What you should do —
Return each line of the entries that holds the string "excluded".

------------------------------------------------------------------------

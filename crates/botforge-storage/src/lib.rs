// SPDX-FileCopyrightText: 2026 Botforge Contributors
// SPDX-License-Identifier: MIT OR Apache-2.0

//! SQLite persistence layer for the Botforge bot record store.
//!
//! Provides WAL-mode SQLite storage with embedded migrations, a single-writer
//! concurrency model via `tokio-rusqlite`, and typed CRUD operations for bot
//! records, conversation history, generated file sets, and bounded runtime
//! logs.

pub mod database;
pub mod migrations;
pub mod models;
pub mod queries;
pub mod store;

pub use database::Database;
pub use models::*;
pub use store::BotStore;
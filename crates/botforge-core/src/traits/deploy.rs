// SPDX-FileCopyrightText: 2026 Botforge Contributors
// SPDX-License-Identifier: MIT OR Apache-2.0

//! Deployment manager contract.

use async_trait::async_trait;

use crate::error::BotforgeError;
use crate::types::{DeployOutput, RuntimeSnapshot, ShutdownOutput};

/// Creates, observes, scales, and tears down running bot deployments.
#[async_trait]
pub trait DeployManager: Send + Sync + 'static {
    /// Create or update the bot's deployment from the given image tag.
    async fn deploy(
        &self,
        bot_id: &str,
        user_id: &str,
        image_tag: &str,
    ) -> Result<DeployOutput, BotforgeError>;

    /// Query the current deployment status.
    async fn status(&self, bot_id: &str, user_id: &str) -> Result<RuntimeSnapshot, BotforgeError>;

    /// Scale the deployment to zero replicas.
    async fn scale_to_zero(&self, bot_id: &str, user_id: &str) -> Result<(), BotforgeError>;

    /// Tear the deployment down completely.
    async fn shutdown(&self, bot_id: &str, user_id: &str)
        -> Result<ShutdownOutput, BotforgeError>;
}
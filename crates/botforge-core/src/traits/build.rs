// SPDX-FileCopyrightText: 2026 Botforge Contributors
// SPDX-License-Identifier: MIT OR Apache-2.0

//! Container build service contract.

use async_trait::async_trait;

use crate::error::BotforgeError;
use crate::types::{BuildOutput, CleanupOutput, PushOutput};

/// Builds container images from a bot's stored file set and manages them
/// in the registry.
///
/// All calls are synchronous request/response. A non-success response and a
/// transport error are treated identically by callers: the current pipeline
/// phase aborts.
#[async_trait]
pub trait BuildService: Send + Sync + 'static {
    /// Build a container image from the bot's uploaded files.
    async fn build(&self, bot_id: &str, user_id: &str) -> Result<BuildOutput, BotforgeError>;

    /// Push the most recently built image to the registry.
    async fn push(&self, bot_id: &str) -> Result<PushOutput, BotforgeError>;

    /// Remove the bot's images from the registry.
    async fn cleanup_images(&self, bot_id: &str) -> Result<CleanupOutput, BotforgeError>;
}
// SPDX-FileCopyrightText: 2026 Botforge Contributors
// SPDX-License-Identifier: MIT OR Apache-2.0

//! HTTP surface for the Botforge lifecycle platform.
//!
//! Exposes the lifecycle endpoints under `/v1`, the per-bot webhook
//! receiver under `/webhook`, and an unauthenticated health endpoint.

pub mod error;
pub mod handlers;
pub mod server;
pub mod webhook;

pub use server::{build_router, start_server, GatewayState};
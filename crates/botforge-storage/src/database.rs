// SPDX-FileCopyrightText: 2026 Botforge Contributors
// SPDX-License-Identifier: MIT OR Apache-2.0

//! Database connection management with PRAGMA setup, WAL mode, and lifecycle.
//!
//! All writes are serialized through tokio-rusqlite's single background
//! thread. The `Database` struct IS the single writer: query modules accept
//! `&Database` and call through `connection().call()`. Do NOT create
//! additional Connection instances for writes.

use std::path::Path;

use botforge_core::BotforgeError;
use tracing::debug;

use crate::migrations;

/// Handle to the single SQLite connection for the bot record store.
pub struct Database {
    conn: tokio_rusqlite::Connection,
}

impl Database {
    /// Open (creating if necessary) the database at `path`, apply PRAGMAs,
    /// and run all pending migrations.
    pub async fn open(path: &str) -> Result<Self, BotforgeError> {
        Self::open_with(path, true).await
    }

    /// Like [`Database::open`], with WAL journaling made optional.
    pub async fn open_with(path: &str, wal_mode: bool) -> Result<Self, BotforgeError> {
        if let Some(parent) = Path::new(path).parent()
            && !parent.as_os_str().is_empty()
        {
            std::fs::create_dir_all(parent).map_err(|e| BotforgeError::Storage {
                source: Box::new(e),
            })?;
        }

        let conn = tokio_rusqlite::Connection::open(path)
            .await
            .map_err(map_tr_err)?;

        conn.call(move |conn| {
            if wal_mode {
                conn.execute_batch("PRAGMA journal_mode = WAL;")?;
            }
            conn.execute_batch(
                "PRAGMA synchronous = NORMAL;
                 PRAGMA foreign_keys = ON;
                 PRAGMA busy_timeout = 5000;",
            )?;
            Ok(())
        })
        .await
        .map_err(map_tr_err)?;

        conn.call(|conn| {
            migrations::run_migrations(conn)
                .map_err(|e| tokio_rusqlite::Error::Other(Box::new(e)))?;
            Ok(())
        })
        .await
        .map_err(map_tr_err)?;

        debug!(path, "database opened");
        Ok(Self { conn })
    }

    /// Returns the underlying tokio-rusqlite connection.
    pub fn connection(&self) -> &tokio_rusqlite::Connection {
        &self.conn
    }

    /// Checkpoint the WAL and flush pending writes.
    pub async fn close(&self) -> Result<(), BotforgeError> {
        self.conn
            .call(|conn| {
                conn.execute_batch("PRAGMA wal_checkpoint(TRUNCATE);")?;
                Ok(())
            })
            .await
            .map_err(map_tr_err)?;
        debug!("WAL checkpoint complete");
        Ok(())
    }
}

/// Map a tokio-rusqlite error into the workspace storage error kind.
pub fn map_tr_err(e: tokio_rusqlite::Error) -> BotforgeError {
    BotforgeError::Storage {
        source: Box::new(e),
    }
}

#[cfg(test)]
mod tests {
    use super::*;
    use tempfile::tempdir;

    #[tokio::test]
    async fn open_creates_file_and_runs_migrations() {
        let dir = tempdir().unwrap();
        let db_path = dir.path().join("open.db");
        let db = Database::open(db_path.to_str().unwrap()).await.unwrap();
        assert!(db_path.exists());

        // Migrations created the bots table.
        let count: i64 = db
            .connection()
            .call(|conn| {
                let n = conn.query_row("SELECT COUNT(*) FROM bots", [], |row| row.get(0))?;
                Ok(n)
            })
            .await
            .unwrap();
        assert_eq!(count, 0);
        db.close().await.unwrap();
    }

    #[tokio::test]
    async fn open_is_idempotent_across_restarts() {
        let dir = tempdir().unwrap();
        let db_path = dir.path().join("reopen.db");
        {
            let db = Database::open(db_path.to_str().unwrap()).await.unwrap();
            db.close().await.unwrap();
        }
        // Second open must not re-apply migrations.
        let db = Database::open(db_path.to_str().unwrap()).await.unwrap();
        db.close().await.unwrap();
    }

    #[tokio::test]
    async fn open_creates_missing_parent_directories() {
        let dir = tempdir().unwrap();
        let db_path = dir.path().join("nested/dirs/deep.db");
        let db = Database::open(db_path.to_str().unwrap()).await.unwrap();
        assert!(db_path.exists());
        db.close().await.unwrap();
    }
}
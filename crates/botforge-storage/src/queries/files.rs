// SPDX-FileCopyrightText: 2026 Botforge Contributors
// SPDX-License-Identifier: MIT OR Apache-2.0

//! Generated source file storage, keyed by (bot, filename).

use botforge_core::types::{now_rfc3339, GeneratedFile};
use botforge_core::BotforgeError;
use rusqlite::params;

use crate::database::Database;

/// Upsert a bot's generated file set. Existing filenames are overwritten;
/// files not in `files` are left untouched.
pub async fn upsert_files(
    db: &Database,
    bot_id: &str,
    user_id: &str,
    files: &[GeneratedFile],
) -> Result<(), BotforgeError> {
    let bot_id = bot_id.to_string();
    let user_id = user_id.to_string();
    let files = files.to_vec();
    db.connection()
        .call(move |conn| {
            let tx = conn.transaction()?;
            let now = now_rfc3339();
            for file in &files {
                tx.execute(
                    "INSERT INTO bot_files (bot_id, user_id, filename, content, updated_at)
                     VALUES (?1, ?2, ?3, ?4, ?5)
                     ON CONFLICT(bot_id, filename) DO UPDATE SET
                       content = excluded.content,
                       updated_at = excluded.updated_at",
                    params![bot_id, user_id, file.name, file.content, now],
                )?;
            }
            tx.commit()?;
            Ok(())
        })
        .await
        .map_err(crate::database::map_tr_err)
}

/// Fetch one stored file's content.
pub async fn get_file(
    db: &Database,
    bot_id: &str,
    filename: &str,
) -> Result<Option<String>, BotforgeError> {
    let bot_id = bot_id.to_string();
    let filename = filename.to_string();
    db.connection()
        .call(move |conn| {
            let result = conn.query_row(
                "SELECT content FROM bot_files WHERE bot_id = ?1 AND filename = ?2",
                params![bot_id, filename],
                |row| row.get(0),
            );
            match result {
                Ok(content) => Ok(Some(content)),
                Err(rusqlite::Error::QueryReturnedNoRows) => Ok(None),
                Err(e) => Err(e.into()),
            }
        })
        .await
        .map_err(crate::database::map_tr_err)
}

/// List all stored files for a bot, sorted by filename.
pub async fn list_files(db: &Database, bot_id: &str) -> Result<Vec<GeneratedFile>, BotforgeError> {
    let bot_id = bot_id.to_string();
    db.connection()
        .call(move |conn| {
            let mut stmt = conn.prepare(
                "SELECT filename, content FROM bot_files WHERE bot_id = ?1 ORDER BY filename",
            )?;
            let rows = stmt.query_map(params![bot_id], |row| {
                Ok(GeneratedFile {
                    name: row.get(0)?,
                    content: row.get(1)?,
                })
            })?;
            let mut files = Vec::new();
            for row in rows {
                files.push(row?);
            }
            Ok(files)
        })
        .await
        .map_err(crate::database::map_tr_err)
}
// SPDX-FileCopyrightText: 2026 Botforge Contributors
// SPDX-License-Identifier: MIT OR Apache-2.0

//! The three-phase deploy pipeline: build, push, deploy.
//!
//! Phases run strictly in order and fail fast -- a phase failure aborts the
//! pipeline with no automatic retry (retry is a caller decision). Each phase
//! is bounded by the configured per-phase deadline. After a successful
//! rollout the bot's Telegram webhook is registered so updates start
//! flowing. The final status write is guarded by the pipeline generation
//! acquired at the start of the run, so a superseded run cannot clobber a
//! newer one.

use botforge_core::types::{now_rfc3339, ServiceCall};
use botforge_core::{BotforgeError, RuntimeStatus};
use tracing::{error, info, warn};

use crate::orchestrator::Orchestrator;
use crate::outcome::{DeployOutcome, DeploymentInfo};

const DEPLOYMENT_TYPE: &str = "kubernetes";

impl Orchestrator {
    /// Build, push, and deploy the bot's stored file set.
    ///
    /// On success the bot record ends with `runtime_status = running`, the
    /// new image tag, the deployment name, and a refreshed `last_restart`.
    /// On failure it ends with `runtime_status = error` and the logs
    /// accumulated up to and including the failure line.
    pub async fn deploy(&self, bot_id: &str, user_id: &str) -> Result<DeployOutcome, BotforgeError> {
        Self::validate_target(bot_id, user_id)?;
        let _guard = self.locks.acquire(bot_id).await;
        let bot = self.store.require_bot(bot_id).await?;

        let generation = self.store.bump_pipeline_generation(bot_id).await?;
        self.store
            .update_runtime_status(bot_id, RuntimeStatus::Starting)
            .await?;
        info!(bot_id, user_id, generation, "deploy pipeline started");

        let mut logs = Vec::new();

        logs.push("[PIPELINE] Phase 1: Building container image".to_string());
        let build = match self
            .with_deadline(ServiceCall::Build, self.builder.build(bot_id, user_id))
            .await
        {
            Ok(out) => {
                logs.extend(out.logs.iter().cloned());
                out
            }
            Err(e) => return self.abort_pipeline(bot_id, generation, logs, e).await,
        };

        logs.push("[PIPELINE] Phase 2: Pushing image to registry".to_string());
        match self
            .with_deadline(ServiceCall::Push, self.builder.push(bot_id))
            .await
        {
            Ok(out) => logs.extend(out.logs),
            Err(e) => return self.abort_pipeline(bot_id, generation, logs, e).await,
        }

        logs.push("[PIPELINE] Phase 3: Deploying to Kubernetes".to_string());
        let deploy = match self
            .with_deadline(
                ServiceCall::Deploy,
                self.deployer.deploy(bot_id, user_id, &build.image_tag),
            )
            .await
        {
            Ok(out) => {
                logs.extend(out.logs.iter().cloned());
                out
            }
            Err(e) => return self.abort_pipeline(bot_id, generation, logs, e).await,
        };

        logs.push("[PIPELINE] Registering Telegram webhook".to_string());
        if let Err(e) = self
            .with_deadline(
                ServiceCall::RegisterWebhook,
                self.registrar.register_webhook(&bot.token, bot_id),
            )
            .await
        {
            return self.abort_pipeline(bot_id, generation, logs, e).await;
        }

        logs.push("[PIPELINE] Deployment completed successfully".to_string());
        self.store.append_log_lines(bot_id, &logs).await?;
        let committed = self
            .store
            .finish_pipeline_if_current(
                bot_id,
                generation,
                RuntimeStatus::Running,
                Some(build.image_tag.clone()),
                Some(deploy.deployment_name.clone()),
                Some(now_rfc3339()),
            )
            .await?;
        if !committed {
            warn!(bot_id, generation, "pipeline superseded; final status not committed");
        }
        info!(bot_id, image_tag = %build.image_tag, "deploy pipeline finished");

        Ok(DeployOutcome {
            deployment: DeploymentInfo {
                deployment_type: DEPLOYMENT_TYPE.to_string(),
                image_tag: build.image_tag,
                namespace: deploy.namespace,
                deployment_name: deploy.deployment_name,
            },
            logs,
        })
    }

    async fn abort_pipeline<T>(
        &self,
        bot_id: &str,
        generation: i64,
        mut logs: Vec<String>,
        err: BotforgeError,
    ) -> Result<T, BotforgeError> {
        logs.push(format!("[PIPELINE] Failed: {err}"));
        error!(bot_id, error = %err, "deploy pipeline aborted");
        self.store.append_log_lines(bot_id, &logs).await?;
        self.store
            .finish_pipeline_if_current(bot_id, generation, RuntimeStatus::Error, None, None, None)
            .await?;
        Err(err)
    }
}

------------------------------------------------------------------------

Task output —
                       content = excluded.content,
                       updated_at = excluded.updated_at",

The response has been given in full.